TASK DESCRIPTION – For the records below, print the lines from the line with "let request = ControlRequest::from_value(payload)?;" through the line with "let env_filter = EnvFilter::try_new(filter).unwrap_or_else(|_|" exactly as written; include both end lines and exclude the rest.
····················
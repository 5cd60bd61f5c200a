//! Pipeline orchestration.
//!
//! Runs the stages in their fixed forward order: collect files, build the
//! reference graph, parse the registry, filter duplicates and denylisted
//! names, analyze eligibility, then (on write runs) verify equivalence,
//! execute the moves and rewrite the registry once at the very end. The
//! graph and registry scan are built up front and read-only for the rest of
//! the run.

use crate::analyzer::{self, Analyzer, MigrationCandidate, Rejection};
use crate::graph::ReferenceGraph;
use crate::migrator::{self, ExecutedMove, FailedMove};
use crate::registry;
use crate::rewriter;
use crate::scanner;
use crate::verifier::{DEFAULT_BATCH_SIZE, Evaluator, Verifier};
use anyhow::{Context, Result};
use serde::Serialize;
use std::collections::BTreeSet;
use std::path::PathBuf;

/// Everything a run needs to know. Paths other than `root` are relative to
/// the tree root.
#[derive(Debug, Clone)]
pub struct PipelineOptions {
    pub root: PathBuf,
    /// The single top-level declaration file with the binding list.
    pub registry: PathBuf,
    /// Where migrated directories land.
    pub target_root: PathBuf,
    /// Constructor identifier a qualifying binding must call.
    pub constructor: String,
    /// Canonical definition filename inside a candidate directory.
    pub entry_point: String,
    /// What the entry point is renamed to in the target layout.
    pub target_entry_point: String,
    pub exclude: Vec<String>,
    pub default_excludes: bool,
    /// Extra names to deny on top of the built-in denylist.
    pub denylist: Vec<String>,
    pub batch_size: usize,
    /// False = dry run: stop after eligibility analysis, touch nothing.
    pub write: bool,
}

impl Default for PipelineOptions {
    fn default() -> Self {
        PipelineOptions {
            root: PathBuf::from("."),
            registry: PathBuf::from("pkgs/top-level/all-packages.nix"),
            target_root: PathBuf::from("pkgs/by-name"),
            constructor: "callPackage".to_string(),
            entry_point: "default.nix".to_string(),
            target_entry_point: "package.nix".to_string(),
            exclude: Vec::new(),
            default_excludes: true,
            denylist: Vec::new(),
            batch_size: DEFAULT_BATCH_SIZE,
            write: false,
        }
    }
}

/// Serializable summary of one run.
#[derive(Debug, Default, Serialize)]
pub struct MigrationReport {
    pub files_scanned: usize,
    pub reference_edges: usize,
    pub invalid_files: usize,
    pub bindings_seen: usize,
    pub bindings_qualifying: usize,
    /// Candidates that passed filtering and eligibility analysis.
    pub candidates: Vec<MigrationCandidate>,
    pub rejected: Vec<Rejection>,
    /// Names whose relocated copy produced a different derivation.
    pub divergent: Vec<String>,
    pub evaluator_faults: Vec<String>,
    pub executed: Vec<ExecutedMove>,
    pub failed_moves: Vec<FailedMove>,
    pub registry_lines_removed: usize,
    pub dry_run: bool,
}

/// Runs the whole pipeline once.
///
/// Nothing is migrated without passing both structural eligibility and
/// semantic equivalence; the registry is rewritten only from moves that
/// actually happened, so a crash mid-run leaves a tree a second run can
/// safely continue from.
pub fn run(options: &PipelineOptions, evaluator: &dyn Evaluator) -> Result<MigrationReport> {
    let root = std::fs::canonicalize(&options.root)
        .with_context(|| format!("Failed to resolve tree root {}", options.root.display()))?;
    let registry_path = scanner::normalize(&root.join(&options.registry));

    let files = scanner::collect_nix_files(
        &[root.clone()],
        &options.exclude,
        options.default_excludes,
    )?;
    let graph = ReferenceGraph::build(&files);
    let scan = registry::parse(&registry_path, &options.constructor)?;

    let mut report = MigrationReport {
        files_scanned: files.len(),
        reference_edges: graph.edge_count(),
        invalid_files: graph.invalid_references().len(),
        bindings_seen: scan.bindings_seen,
        bindings_qualifying: scan.bindings.len(),
        dry_run: !options.write,
        ..Default::default()
    };

    let (kept, filtered) = analyzer::filter_candidates(&scan, &options.denylist);
    report.rejected.extend(filtered);

    let analyzer = Analyzer::new(&graph, &scan.registry_path, &options.entry_point);
    let (candidates, rejected) = analyzer.analyze(&kept);
    report.rejected.extend(rejected);
    report.candidates = candidates;

    if !options.write {
        return Ok(report);
    }

    let verifier = Verifier::new(
        evaluator,
        options.batch_size,
        &options.entry_point,
        &options.target_entry_point,
    );
    let outcome = verifier.verify(&report.candidates)?;
    report.divergent = outcome.divergent;
    report.evaluator_faults = outcome.faults;

    let target_root = root.join(&options.target_root);
    let (executed, failed) = migrator::execute(
        &outcome.verified,
        &target_root,
        &options.entry_point,
        &options.target_entry_point,
    );

    let consumed: BTreeSet<usize> = executed.iter().map(|m| m.line).collect();
    report.registry_lines_removed = consumed.len();
    if !consumed.is_empty() {
        rewriter::apply(&scan.registry_path, &scan.source, &consumed)?;
    }
    report.executed = executed;
    report.failed_moves = failed;

    Ok(report)
}
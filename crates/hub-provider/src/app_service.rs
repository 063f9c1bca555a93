//! Named applications that can be submitted locally or from the hub.
//!
//! The service registers itself as control `appService/hub` with a `submit`
//! operation taking `{"name": ..., "config": {...}}`.

use std::collections::BTreeMap;
use std::sync::Arc;

use control_registry::{HandlerError, OperationSet};
use parking_lot::RwLock;
use serde::Deserialize;
use serde_json::Value;
use tracing::{info, warn};

use crate::engine::{Job, JobConfig, Topology};
use crate::error::ProviderError;
use crate::provider::JobLauncher;

pub const APP_SERVICE_CONTROL: &str = "appService";
pub const APP_SERVICE_ID: &str = "hub";

/// Populates a topology for one application. Receives the submission config.
pub type AppBuilder = Arc<dyn Fn(&mut Topology, &Value) -> anyhow::Result<()> + Send + Sync>;

pub struct ApplicationService {
    launcher: Arc<JobLauncher>,
    apps: RwLock<BTreeMap<String, AppBuilder>>,
}

#[derive(Deserialize)]
struct SubmitArgs {
    name: String,
    #[serde(default)]
    config: Value,
}

impl ApplicationService {
    pub(crate) fn new(launcher: Arc<JobLauncher>) -> Self {
        Self {
            launcher,
            apps: RwLock::new(BTreeMap::new()),
        }
    }

    pub fn register_application<F>(
        &self,
        name: impl Into<String>,
        builder: F,
    ) -> Result<(), ProviderError>
    where
        F: Fn(&mut Topology, &Value) -> anyhow::Result<()> + Send + Sync + 'static,
    {
        let name = name.into();
        let mut guard = self.apps.write();
        if guard.contains_key(&name) {
            return Err(ProviderError::DuplicateApplication(name));
        }
        info!(target: "hub.lifecycle", app = %name, "application registered");
        guard.insert(name, Arc::new(builder));
        Ok(())
    }

    pub fn applications(&self) -> Vec<String> {
        self.apps.read().keys().cloned().collect()
    }

    /// Builds the named application and submits it as a job of the same name.
    pub async fn submit_application(
        &self,
        name: &str,
        config: Value,
    ) -> Result<Job, ProviderError> {
        let builder = self
            .apps
            .read()
            .get(name)
            .cloned()
            .ok_or_else(|| ProviderError::UnknownApplication(name.to_string()))?;

        let mut topology = self.launcher.new_topology(Some(name));
        builder(&mut topology, &config).map_err(|source| ProviderError::Build {
            app: name.to_string(),
            source,
        })?;

        self.launcher
            .submit(topology, JobConfig::named(name))
            .await
            .map_err(|source| ProviderError::Submission {
                app: name.to_string(),
                source,
            })
    }

    /// Operations exposed through the control registry.
    ///
    /// `submit` validates its arguments and hands the submission to a task;
    /// the outcome is logged.
    pub(crate) fn control_operations(self: &Arc<Self>) -> OperationSet {
        let service = Arc::downgrade(self);
        OperationSet::new().with("submit", move |args| {
            let args: SubmitArgs = serde_json::from_value(args)?;
            let service = service
                .upgrade()
                .ok_or_else(|| HandlerError::new("application service is gone"))?;
            if !service.apps.read().contains_key(&args.name) {
                return Err(HandlerError::new(format!("no application named `{}`", args.name)));
            }
            let runtime = tokio::runtime::Handle::try_current()
                .map_err(|err| HandlerError::new(format!("no runtime to submit on: {err}")))?;
            runtime.spawn(async move {
                match service.submit_application(&args.name, args.config).await {
                    Ok(job) => {
                        info!(
                            target: "hub.lifecycle",
                            app = %args.name,
                            job = %job.id(),
                            "application submitted by control request"
                        );
                    }
                    Err(err) => {
                        warn!(
                            target: "hub.lifecycle",
                            app = %args.name,
                            error = %err,
                            "control request failed to submit application"
                        );
                    }
                }
            });
            Ok(())
        })
    }
}
//! Hub provider: many topologies sharing one connection to a message hub.
//!
//! - [`bridge`] owns the hub connection and connects it to the bus
//! - [`router`] forwards `controlService` commands to the control registry
//! - [`provider`] registers the system applications and starts them in order
//! - [`app_service`] submits named applications, locally or by control request
//!
//! Applications never see the connection; they use a [`HubClient`] backed by
//! the provider's bus.

pub mod app_service;
pub mod bridge;
pub mod config;
pub mod device;
pub mod engine;
pub mod error;
pub mod provider;
pub mod router;

pub use app_service::{ApplicationService, APP_SERVICE_CONTROL, APP_SERVICE_ID};
pub use config::ProviderConfig;
pub use device::{HubClient, HubDevice};
pub use engine::{DirectSubmitter, Job, JobConfig, JobState, JobTracker, Submitter, Topology};
pub use error::{BridgeError, ConnectionError, ProviderError, SubmissionError};
pub use provider::{HubProvider, LifecycleState, JOB_CONTROL};
pub use router::route_command;
//! Routes `controlService` device commands into the control registry.

use std::panic::{catch_unwind, AssertUnwindSafe};
use std::sync::Arc;

use control_registry::{ControlError, ControlRegistry, ControlRequest};
use hub_bus::{BusMessage, Message, Subscription, CMD_PAYLOAD, CONTROL_SERVICE};
use tracing::{debug, error};

use crate::device::HubClient;
use crate::engine::Topology;

/// Decodes the `payload` of a control command and dispatches it.
pub fn route_command(registry: &ControlRegistry, command: &Message) -> Result<(), ControlError> {
    let payload = command.get(CMD_PAYLOAD).cloned().ok_or_else(|| {
        ControlError::Malformed(format!("command has no `{CMD_PAYLOAD}` field"))
    })?;
    let request = ControlRequest::from_value(payload)?;
    registry.dispatch(&request)
}

/// Standing subscription on `commands.controlService`.
///
/// Failures are logged and the command is dropped; there is no response
/// channel back to the hub.
pub struct ControlCommandRouter {
    registry: Arc<ControlRegistry>,
    commands: Subscription,
}

impl ControlCommandRouter {
    pub fn new(client: &HubClient, registry: Arc<ControlRegistry>) -> Self {
        Self {
            registry,
            commands: client.commands(CONTROL_SERVICE),
        }
    }

    pub fn install(self, topology: &mut Topology) {
        topology.add_task("control-router", self.run());
    }

    async fn run(self) -> anyhow::Result<()> {
        let ControlCommandRouter { registry, commands } = self;
        let route = move |msg: BusMessage| -> Result<(), ControlError> {
            let outcome =
                catch_unwind(AssertUnwindSafe(|| route_command(&registry, &msg.payload)));
            match outcome {
                Ok(result) => {
                    result?;
                    debug!(target: "hub.control", "control command dispatched");
                }
                Err(_) => {
                    error!(target: "hub.control", "control operation panicked");
                }
            }
            Ok(())
        };
        commands.for_each_logged("control-router", route).await;
        Ok(())
    }
}
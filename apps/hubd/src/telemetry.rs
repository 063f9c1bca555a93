use control_registry::{HandlerError, OperationSet};
use serde_json::Value;
use tracing_subscriber::layer::SubscriberExt;
use tracing_subscriber::util::SubscriberInitExt;
use tracing_subscriber::{reload, EnvFilter, Registry};

/// Handle for changing the log filter of a running process.
#[derive(Clone)]
pub struct LogLevel {
    handle: reload::Handle<EnvFilter, Registry>,
}

/// Installs the global subscriber. Logs go to stderr; stdout carries hub traffic.
pub fn init_tracing(filter: &str) -> LogLevel {
    let env_filter = EnvFilter::try_new(filter).unwrap_or_else(|_| EnvFilter::new("info"));
    let (filter_layer, handle) = reload::Layer::new(env_filter);
    let fmt_layer = tracing_subscriber::fmt::layer()
        .with_target(true)
        .with_writer(std::io::stderr);
    Registry::default().with(filter_layer).with(fmt_layer).init();
    LogLevel { handle }
}

impl LogLevel {
    pub fn set(&self, filter: &str) -> Result<(), HandlerError> {
        let env_filter = EnvFilter::try_new(filter)
            .map_err(|err| HandlerError::new(format!("invalid filter `{filter}`: {err}")))?;
        self.handle
            .reload(env_filter)
            .map_err(|err| HandlerError::new(err.to_string()))
    }

    /// `setLevel` with `{"level": "DEBUG"}`; any filter directive is accepted.
    pub fn control_operations(self) -> OperationSet {
        OperationSet::new().with("setLevel", move |args: Value| {
            let level = args
                .get("level")
                .and_then(Value::as_str)
                .ok_or("missing `level`")?;
            self.set(&level.to_ascii_lowercase())
        })
    }
}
····················
TASK OUTPUT –
    let request = ControlRequest::from_value(payload)?;
    registry.dispatch(&request)
}

/// Standing subscription on `commands.controlService`.
///
/// Failures are logged and the command is dropped; there is no response
/// channel back to the hub.
pub struct ControlCommandRouter {
    registry: Arc<ControlRegistry>,
    commands: Subscription,
}

impl ControlCommandRouter {
    pub fn new(client: &HubClient, registry: Arc<ControlRegistry>) -> Self {
        Self {
            registry,
            commands: client.commands(CONTROL_SERVICE),
        }
    }

    pub fn install(self, topology: &mut Topology) {
        topology.add_task("control-router", self.run());
    }

    async fn run(self) -> anyhow::Result<()> {
        let ControlCommandRouter { registry, commands } = self;
        let route = move |msg: BusMessage| -> Result<(), ControlError> {
            let outcome =
                catch_unwind(AssertUnwindSafe(|| route_command(&registry, &msg.payload)));
            match outcome {
                Ok(result) => {
                    result?;
                    debug!(target: "hub.control", "control command dispatched");
                }
                Err(_) => {
                    error!(target: "hub.control", "control operation panicked");
                }
            }
            Ok(())
        };
        commands.for_each_logged("control-router", route).await;
        Ok(())
    }
}
filename apps/hubd/src/telemetry.rs
repository 063f9c1bca555a93
use control_registry::{HandlerError, OperationSet};
use serde_json::Value;
use tracing_subscriber::layer::SubscriberExt;
use tracing_subscriber::util::SubscriberInitExt;
use tracing_subscriber::{reload, EnvFilter, Registry};

/// Handle for changing the log filter of a running process.
#[derive(Clone)]
pub struct LogLevel {
    handle: reload::Handle<EnvFilter, Registry>,
}

/// Installs the global subscriber. Logs go to stderr; stdout carries hub traffic.
pub fn init_tracing(filter: &str) -> LogLevel {
    let env_filter = EnvFilter::try_new(filter).unwrap_or_else(|_| EnvFilter::new("info"));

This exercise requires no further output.